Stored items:
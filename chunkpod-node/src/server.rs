//! Server role: accept connections, hand them to a fixed worker pool, and answer
//! each framed request from the chunk store and peer registry.

use std::io;
use std::net::{Ipv4Addr, SocketAddr};
use std::sync::Arc;
use std::time::Duration;

use chunkpod_core::{Frame, Message, MessageDecodeError, Node};
use tokio::io::AsyncWriteExt;
use tokio::net::{TcpListener, TcpStream};
use tokio::sync::{mpsc, Mutex};
use tracing::{debug, info, warn};

use crate::registry::PeerRegistry;
use crate::store::ChunkStore;
use crate::transport::{write_message, FrameReader, TransportError};

/// Everything a worker needs to answer requests.
#[derive(Clone)]
pub struct ServerState {
    pub listen_port: u16,
    pub registry: PeerRegistry,
    pub store: ChunkStore,
}

/// What to send back for one request and whether the session ends afterwards.
#[derive(Debug, Default, PartialEq, Eq)]
pub struct Reply {
    pub messages: Vec<Message>,
    pub close: bool,
}

impl Reply {
    fn send(messages: Vec<Message>) -> Self {
        Self {
            messages,
            close: false,
        }
    }

    fn error() -> Self {
        Self::send(vec![Message::Error])
    }

    fn close() -> Self {
        Self {
            messages: Vec::new(),
            close: true,
        }
    }
}

impl ServerState {
    pub fn new(listen_port: u16, registry: PeerRegistry, store: ChunkStore) -> Self {
        Self {
            listen_port,
            registry,
            store,
        }
    }

    /// Dispatch one decoded frame. `caller` is the remote end of the session, if known.
    pub async fn handle(&self, caller: Option<Node>, frame: &Frame) -> Reply {
        let msg = match Message::decode(frame) {
            Ok(msg) => msg,
            Err(MessageDecodeError::Reserved(cmd)) => {
                debug!(?cmd, "reserved command");
                return Reply::error();
            }
            Err(e) => {
                debug!(error = %e, "undecodable request");
                return Reply::error();
            }
        };
        match msg {
            Message::Connect { node } => self.on_connect(caller, node).await,
            Message::Upload { chunk } => {
                let file_id = chunk.file_id;
                let order = chunk.order;
                match self.store.insert(chunk).await {
                    Ok(added) => {
                        debug!(%file_id, order, added, "stored chunk");
                        Reply::send(vec![Message::Acknowledge { file_id }])
                    }
                    Err(e) => {
                        warn!(%file_id, order, error = %e, "store insert failed");
                        Reply::error()
                    }
                }
            }
            Message::Download { file_id } => match self.store.chunks_for_file(file_id).await {
                Ok(chunks) => {
                    debug!(%file_id, held = chunks.len(), "serving download");
                    let mut messages: Vec<Message> =
                        chunks.into_iter().map(|chunk| Message::Data { chunk }).collect();
                    messages.push(Message::Terminate);
                    Reply::send(messages)
                }
                Err(e) => {
                    warn!(%file_id, error = %e, "store lookup failed");
                    Reply::error()
                }
            },
            Message::Retry { file_id, order } => match self.store.chunk(file_id, order).await {
                Ok(found) => {
                    let mut messages: Vec<Message> =
                        found.into_iter().map(|chunk| Message::Data { chunk }).collect();
                    messages.push(Message::Terminate);
                    Reply::send(messages)
                }
                Err(e) => {
                    warn!(%file_id, order, error = %e, "store lookup failed");
                    Reply::error()
                }
            },
            Message::Disconnect => Reply::close(),
            // Reply-only messages are not valid requests.
            other => {
                debug!(cmd = ?other.command(), "unexpected request");
                Reply::error()
            }
        }
    }

    async fn on_connect(&self, caller: Option<Node>, announced: Node) -> Reply {
        if self.registry.insert(announced).await {
            info!(peer = %announced, "registered peer");
        }
        let mut messages: Vec<Message> = self
            .registry
            .snapshot()
            .await
            .into_iter()
            .filter(|n| Some(*n) != caller && *n != announced)
            .map(|node| Message::Peer { node })
            .collect();
        messages.push(Message::Terminate);
        Reply::send(messages)
    }

    /// Serve one session until the caller disconnects, goes idle, or breaks framing.
    pub async fn serve_connection(
        &self,
        stream: TcpStream,
        remote: SocketAddr,
        idle_timeout: Duration,
    ) -> Result<(), TransportError> {
        let caller = match remote {
            SocketAddr::V4(v4) => Some(Node::new(*v4.ip(), self.listen_port)),
            SocketAddr::V6(_) => None,
        };
        if let Some(node) = caller {
            if self.registry.insert(node).await {
                info!(peer = %node, "registered caller");
            }
        }

        let (r, mut w) = stream.into_split();
        let mut reader = FrameReader::new(r);
        loop {
            let frame = match tokio::time::timeout(idle_timeout, reader.read_frame()).await {
                Err(_) => {
                    debug!(%remote, "idle timeout");
                    break;
                }
                Ok(Ok(Some(frame))) => frame,
                Ok(Ok(None)) => break,
                Ok(Err(e)) => {
                    // Framing is lost; nothing more on this stream can be trusted.
                    let _ = write_message(&mut w, &Message::Error).await;
                    return Err(e);
                }
            };
            let reply = self.handle(caller, &frame).await;
            for msg in &reply.messages {
                write_message(&mut w, msg).await?;
            }
            w.flush().await?;
            if reply.close {
                break;
            }
        }
        let _ = w.shutdown().await;
        Ok(())
    }
}

/// Bind the listening socket on all interfaces.
pub async fn bind(port: u16) -> io::Result<TcpListener> {
    TcpListener::bind((Ipv4Addr::UNSPECIFIED, port)).await
}

/// Accept forever, queueing connections for `workers` tasks. Each worker serves one
/// connection at a time.
pub async fn run_server(
    listener: TcpListener,
    state: ServerState,
    workers: usize,
    idle_timeout: Duration,
) -> io::Result<()> {
    let (tx, rx) = mpsc::unbounded_channel::<(TcpStream, SocketAddr)>();
    let rx = Arc::new(Mutex::new(rx));
    let state = Arc::new(state);
    for id in 0..workers.max(1) {
        let rx = rx.clone();
        let state = state.clone();
        tokio::spawn(async move {
            loop {
                let next = rx.lock().await.recv().await;
                let Some((stream, remote)) = next else { break };
                debug!(worker = id, %remote, "session start");
                if let Err(e) = state.serve_connection(stream, remote, idle_timeout).await {
                    debug!(worker = id, %remote, error = %e, "session ended with error");
                }
            }
        });
    }

    info!(addr = %listener.local_addr()?, workers, "listening");
    loop {
        let (stream, remote) = match listener.accept().await {
            Ok(accepted) => accepted,
            Err(e) => {
                warn!(error = %e, "accept failed");
                continue;
            }
        };
        if tx.send((stream, remote)).is_err() {
            return Err(io::Error::new(io::ErrorKind::Other, "worker pool stopped"));
        }
    }
}
//! Load config from file and environment.

use std::path::{Path, PathBuf};
use std::time::Duration;

use anyhow::Context;
use chunkpod_core::scheduler::MAX_SHARING_PEERS;
use chunkpod_core::Node;
use serde::Deserialize;

/// Node configuration. File: ~/.config/chunkpod/config.toml or /etc/chunkpod/config.toml.
/// Env overrides: CHUNKPOD_PORT, CHUNKPOD_DB, CHUNKPOD_WORKERS, CHUNKPOD_SCAN_PREFIX, CHUNKPOD_OUTPUT_DIR.
#[derive(Debug, Clone, Deserialize)]
#[serde(deny_unknown_fields)]
pub struct Config {
    /// TCP port every node listens on (default 3000).
    #[serde(default = "default_port")]
    pub port: u16,
    /// Prefix length of the discovery scan around the local address (default 24).
    #[serde(default = "default_scan_prefix_len")]
    pub scan_prefix_len: u8,
    /// Per-attempt connect timeout (default 5s).
    #[serde(default = "default_connect_timeout_secs")]
    pub connect_timeout_secs: u64,
    /// Server closes a connection idle this long (default 30s).
    #[serde(default = "default_idle_timeout_secs")]
    pub idle_timeout_secs: u64,
    /// Server worker pool size (default 3).
    #[serde(default = "default_workers")]
    pub workers: usize,
    /// SQLite chunk store path.
    #[serde(default = "default_db_path")]
    pub db_path: PathBuf,
    /// Directory reconstructed downloads are written to.
    #[serde(default = "default_output_dir")]
    pub output_dir: PathBuf,
    /// Cap on peers receiving chunks of one upload (default 4).
    #[serde(default = "default_max_sharing_peers")]
    pub max_sharing_peers: usize,
    #[serde(default = "default_retry_backoff_min_ms")]
    pub retry_backoff_min_ms: u64,
    #[serde(default = "default_retry_backoff_max_ms")]
    pub retry_backoff_max_ms: u64,
    /// Peers seeded into the registry at startup ("a.b.c.d:port").
    #[serde(default)]
    pub peers: Vec<Node>,
}

fn default_port() -> u16 {
    3000
}
fn default_scan_prefix_len() -> u8 {
    24
}
fn default_connect_timeout_secs() -> u64 {
    5
}
fn default_idle_timeout_secs() -> u64 {
    30
}
fn default_workers() -> usize {
    3
}
fn default_db_path() -> PathBuf {
    PathBuf::from("file_chunks.db")
}
fn default_output_dir() -> PathBuf {
    PathBuf::from(".")
}
fn default_max_sharing_peers() -> usize {
    MAX_SHARING_PEERS
}
fn default_retry_backoff_min_ms() -> u64 {
    500
}
fn default_retry_backoff_max_ms() -> u64 {
    1500
}

impl Default for Config {
    fn default() -> Self {
        Self {
            port: default_port(),
            scan_prefix_len: default_scan_prefix_len(),
            connect_timeout_secs: default_connect_timeout_secs(),
            idle_timeout_secs: default_idle_timeout_secs(),
            workers: default_workers(),
            db_path: default_db_path(),
            output_dir: default_output_dir(),
            max_sharing_peers: default_max_sharing_peers(),
            retry_backoff_min_ms: default_retry_backoff_min_ms(),
            retry_backoff_max_ms: default_retry_backoff_max_ms(),
            peers: Vec::new(),
        }
    }
}

impl Config {
    pub fn connect_timeout(&self) -> Duration {
        Duration::from_secs(self.connect_timeout_secs)
    }

    pub fn idle_timeout(&self) -> Duration {
        Duration::from_secs(self.idle_timeout_secs)
    }

    /// Randomized backoff range before the single upload retry.
    pub fn retry_backoff(&self) -> (Duration, Duration) {
        let min = self.retry_backoff_min_ms.min(self.retry_backoff_max_ms);
        (
            Duration::from_millis(min),
            Duration::from_millis(self.retry_backoff_max_ms),
        )
    }

    fn apply_env(&mut self) {
        if let Some(p) = env_parse::<u16>("CHUNKPOD_PORT") {
            self.port = p;
        }
        if let Ok(s) = std::env::var("CHUNKPOD_DB") {
            self.db_path = PathBuf::from(s);
        }
        if let Some(n) = env_parse::<usize>("CHUNKPOD_WORKERS") {
            self.workers = n;
        }
        if let Some(n) = env_parse::<u8>("CHUNKPOD_SCAN_PREFIX") {
            self.scan_prefix_len = n;
        }
        if let Ok(s) = std::env::var("CHUNKPOD_OUTPUT_DIR") {
            self.output_dir = PathBuf::from(s);
        }
    }
}

fn env_parse<T: std::str::FromStr>(key: &str) -> Option<T> {
    std::env::var(key).ok().and_then(|s| s.parse().ok())
}

/// Load config: an explicit path must exist and parse. Otherwise merge default, then the
/// first config file found (if any), then env vars.
pub fn load(explicit: Option<&Path>) -> anyhow::Result<Config> {
    let mut c = match explicit {
        Some(path) => parse_file(path)?,
        None => load_file().unwrap_or_default(),
    };
    c.apply_env();
    if c.workers == 0 {
        c.workers = 1;
    }
    Ok(c)
}

pub fn parse_file(path: &Path) -> anyhow::Result<Config> {
    let s = std::fs::read_to_string(path)
        .with_context(|| format!("reading config {}", path.display()))?;
    toml::from_str::<Config>(&s).with_context(|| format!("parsing config {}", path.display()))
}

fn config_paths() -> Vec<PathBuf> {
    let home = std::env::var_os("HOME").map(PathBuf::from);
    let mut out = Vec::new();
    if let Some(h) = home {
        out.push(h.join(".config/chunkpod/config.toml"));
    }
    out.push(PathBuf::from("/etc/chunkpod/config.toml"));
    out
}

fn load_file() -> Option<Config> {
    let path = config_paths().into_iter().find(|p| p.exists())?;
    match parse_file(&path) {
        Ok(c) => Some(c),
        Err(e) => {
            tracing::warn!(error = %format!("{e:#}"), "ignoring config file");
            None
        }
    }
}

THE TASK: Reproduce every line from the entries that holds the word "PathBuf".

TASK RESPONSE:
use std::path::{Path, PathBuf};
    pub db_path: PathBuf,
    pub output_dir: PathBuf,
fn default_db_path() -> PathBuf {
    PathBuf::from("file_chunks.db")
fn default_output_dir() -> PathBuf {
    PathBuf::from(".")
            self.db_path = PathBuf::from(s);
            self.output_dir = PathBuf::from(s);
fn config_paths() -> Vec<PathBuf> {
    let home = std::env::var_os("HOME").map(PathBuf::from);
    out.push(PathBuf::from("/etc/chunkpod/config.toml"));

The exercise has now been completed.